By Vance Ginn, The Texas Public Policy Foundation
The Federal Reserve Bank of Dallas recently released a report entitled “Gone to Texas: Immigration and the Transformation of the Texas Economy.” This report sheds further light on Texas’ population explosion from people moving here from other states and around the world who want to benefit from rapid job creation and enjoy many other benefits that those who live here know all too well.
Here are several key takeaways from the report:
- Texas economy provides a reason to move:
- “In 2012, Texas was the nation’s second-fastest-growing economy, behind only North Dakota.”
- “The state’s business environment—relatively low taxes and few regulations—has been crucial to luring and retaining talent. People have relocated to Texas because of abundant job opportunities, a low cost of living, affordable homes, and a relatively low tax burden.”
- Migration to Texas from other countries:
- “Among large states, none has experienced a surge like Texas has, with immigrants rising from 9 percent of the population in 1990 to 16.4 percent in 2012.”
- “The number of foreign born living in Texas has increased by an average of 125,000 a year since 1990, rising from 1.5 million to 4.3 million.”
- “The majority of Texas immigrants—60 percent—are from Mexico, followed by immigrants from Asia and the rest of Latin America. For the rest of the country, Asia is the most common region of origin, followed by Mexico.”
- “Immigrants in Texas are less educated than U.S. natives in the state.”…“Although Texas immigrants lag the nation’s immigrants in schooling, U.S. natives in Texas are near parity with U.S.-born adults in the rest of the nation.”
- “One in six immigrants living in Texas report having no English-speaking skills, and another quarter say they do not speak English well. How well an immigrant speaks English is the single most important factor determining whether he or she is poor.”
- Migration to Texas from other states:
- “Since 2004, California has been the largest sending state by far—nearly one quarter of net domestic migration to Texas between 2006 and 2012 came from California.”

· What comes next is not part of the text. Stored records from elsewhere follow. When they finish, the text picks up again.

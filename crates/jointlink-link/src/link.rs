use std::sync::atomic::Ordering;
use std::sync::{Arc, Mutex, MutexGuard, PoisonError};
use std::thread::{self, JoinHandle};
use std::time::{Duration, Instant};

use crossbeam::channel::{unbounded, Receiver, Sender};
use jointlink_codec::Message;
use jointlink_transport::{PortOpener, PortSettings};
use serde::Serialize;
use tracing::{debug, info};

use crate::config::{ConnectOptions, LinkConfig};
use crate::error::{LinkError, Result};
use crate::service::{LinkStats, ServiceLoop, Shared};

const SERVICE_THREAD_NAME: &str = "jointlink-service";

/// Device and baud rate of the open port.
#[derive(Debug, Clone, PartialEq, Eq, Serialize)]
pub struct ConnectionParameters {
    pub device: String,
    pub baud_rate: u32,
}

/// Serial link to one controller.
///
/// A background service thread owns all port I/O. Callers exchange
/// [`Message`]s through two unbounded queues and never block on the wire:
///
/// ```text
/// put_message ──> [transmit queue] ──> service loop ──> port
/// get_message <── [receive queue]  <── service loop <── port
/// ```
///
/// A failed read or write closes the port; [`is_connected`](Self::is_connected)
/// turns false and the caller must `connect` again.
pub struct LinkManager {
    config: LinkConfig,
    opener: Box<dyn PortOpener>,
    shared: Arc<Shared>,
    tx: Sender<Message>,
    tx_queue: Receiver<Message>,
    rx: Receiver<Message>,
    rx_sender: Sender<Message>,
    worker: Mutex<Option<JoinHandle<()>>>,
}

impl LinkManager {
    /// Create a link manager with default configuration.
    pub fn new(opener: impl PortOpener + 'static) -> Self {
        Self::with_config(opener, LinkConfig::default())
    }

    pub fn with_config(opener: impl PortOpener + 'static, config: LinkConfig) -> Self {
        let (tx, tx_queue) = unbounded();
        let (rx_sender, rx) = unbounded();
        Self {
            config,
            opener: Box::new(opener),
            shared: Arc::new(Shared::default()),
            tx,
            tx_queue,
            rx,
            rx_sender,
            worker: Mutex::new(None),
        }
    }

    pub fn config(&self) -> &LinkConfig {
        &self.config
    }

    /// Open `path` at `baud_rate` and install it as the active port.
    ///
    /// Any previously open port is closed. The service loop is not started;
    /// `connect` may be called while it runs.
    pub fn connect(&self, path: &str, baud_rate: u32, options: ConnectOptions) -> Result<()> {
        self.config.validate()?;
        if baud_rate == 0 {
            return Err(LinkError::InvalidBaudRate(baud_rate));
        }
        let read_timeout = match options.read_timeout {
            Some(timeout) => timeout,
            None => self.config.packet_read_timeout(baud_rate)?,
        };

        let settings = PortSettings {
            path: path.to_string(),
            baud_rate,
            read_timeout,
            options: options.port,
        };
        debug!(device = %path, baud_rate, ?read_timeout, "connecting");

        let port = self.opener.open(&settings)?;
        self.shared.install_port(port);
        info!(device = %path, baud_rate, "serial port open");
        Ok(())
    }

    /// Spawn the service thread.
    pub fn start(&self) -> Result<()> {
        let mut worker = self.lock_worker();
        if worker.as_ref().is_some_and(|handle| !handle.is_finished()) {
            return Err(LinkError::AlreadyRunning);
        }
        if let Some(finished) = worker.take() {
            // A loop that already exited; reap it.
            let _ = finished.join();
        }

        self.shared.running.store(true, Ordering::SeqCst);
        let service = self.service_loop();
        let handle = thread::Builder::new()
            .name(SERVICE_THREAD_NAME.to_string())
            .spawn(move || service.run())
            .map_err(|err| {
                self.shared.running.store(false, Ordering::SeqCst);
                LinkError::Spawn(err)
            })?;
        *worker = Some(handle);
        Ok(())
    }

    /// Ask the service loop to stop.
    ///
    /// The running loop closes the port on its way out, unless `connect`
    /// installed a new one after this call. Without a live loop the port is
    /// closed here. Idempotent.
    pub fn stop(&self) {
        self.shared.request_stop();
        thread::sleep(self.config.stop_grace);

        let loop_alive = self
            .lock_worker()
            .as_ref()
            .is_some_and(|handle| !handle.is_finished());
        if !loop_alive {
            self.shared.close_port("link stopped");
        }
        debug!(loop_alive, "stop requested");
    }

    /// Wait for the service thread to exit.
    pub fn join(&self) -> Result<()> {
        let handle = self.lock_worker().take();
        match handle {
            Some(handle) => handle.join().map_err(|_| LinkError::ServiceThreadPanicked),
            None => Ok(()),
        }
    }

    /// Queue a message for transmission. Never blocks.
    pub fn put_message(&self, msg: Message) {
        // The manager holds the receiving end, so the channel never disconnects.
        let _ = self.tx.send(msg);
    }

    /// Next received message, if any. Never blocks.
    pub fn get_message(&self) -> Option<Message> {
        self.rx.try_recv().ok()
    }

    /// Poll until a message arrives.
    pub fn wait_for_message(&self) -> Message {
        loop {
            if let Some(msg) = self.get_message() {
                return msg;
            }
            thread::sleep(self.config.wait_interval);
        }
    }

    /// Poll until a message arrives or `timeout` elapses.
    pub fn wait_for_message_timeout(&self, timeout: Duration) -> Option<Message> {
        let deadline = Instant::now() + timeout;
        loop {
            if let Some(msg) = self.get_message() {
                return Some(msg);
            }
            let now = Instant::now();
            if now >= deadline {
                return None;
            }
            thread::sleep(self.config.wait_interval.min(deadline - now));
        }
    }

    /// Messages queued for transmission but not yet taken by the service loop.
    pub fn pending_transmit(&self) -> usize {
        self.tx_queue.len()
    }

    pub fn is_connected(&self) -> bool {
        self.shared.lock_port().as_ref().is_some_and(|port| port.is_open())
    }

    /// Device and baud rate of the open port.
    pub fn connection_parameters(&self) -> Option<ConnectionParameters> {
        self.shared
            .lock_port()
            .as_ref()
            .map(|port| ConnectionParameters {
                device: port.device().to_string(),
                baud_rate: port.baud_rate(),
            })
    }

    /// Whether a service thread is alive.
    pub fn is_running(&self) -> bool {
        self.lock_worker()
            .as_ref()
            .is_some_and(|handle| !handle.is_finished())
    }

    pub fn stats(&self) -> LinkStats {
        self.shared.counters.snapshot()
    }

    pub(crate) fn service_loop(&self) -> ServiceLoop {
        ServiceLoop::new(
            Arc::clone(&self.shared),
            self.tx_queue.clone(),
            self.rx_sender.clone(),
            self.config.packet_size,
            self.config.poll_interval,
        )
    }

    fn lock_worker(&self) -> MutexGuard<'_, Option<JoinHandle<()>>> {
        self.worker.lock().unwrap_or_else(PoisonError::into_inner)
    }
}

impl Drop for LinkManager {
    fn drop(&mut self) {
        self.stop();
        let _ = self.join();
    }
}

impl std::fmt::Debug for LinkManager {
    fn fmt(&self, f: &mut std::fmt::Formatter<'_>) -> std::fmt::Result {
        f.debug_struct("LinkManager")
            .field("config", &self.config)
            .field("connection", &self.connection_parameters())
            .field("running", &self.is_running())
            .finish_non_exhaustive()
    }
}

- Lessons other states might learn from Texas:
- “First, rapid economic growth and development require the inflow of factors of production”;
- “Second, market forces are the best guide for what types of labor best meet businesses’ demands”;
- “Third, policy that does not take into consideration both supply and demand factors may well become irrelevant, as the U.S.—and Texas in particular—has seen with illegal immigration”;
- “Fourth, there is a trade-off between low-skilled immigration and the provision of publicly provided services, particularly if the tax burden is low”; and
- “Last, high-skilled migration is crucial for economic development.”
The report also discusses potential advantages and challenges a rapidly increasing population can take on private sector and public sector resources. If the state continues to lead the nation in job growth and more Fortune 500 companies move here because of the benefits of the Texas model, it is a good bet that more people will want to move to the Lone Star State and state legislators will have tough decisions to make.
Vance Ginn, Ph.D., is a policy analyst in the Center for Fiscal Policy at the Texas Public Policy Foundation in Austin, TX.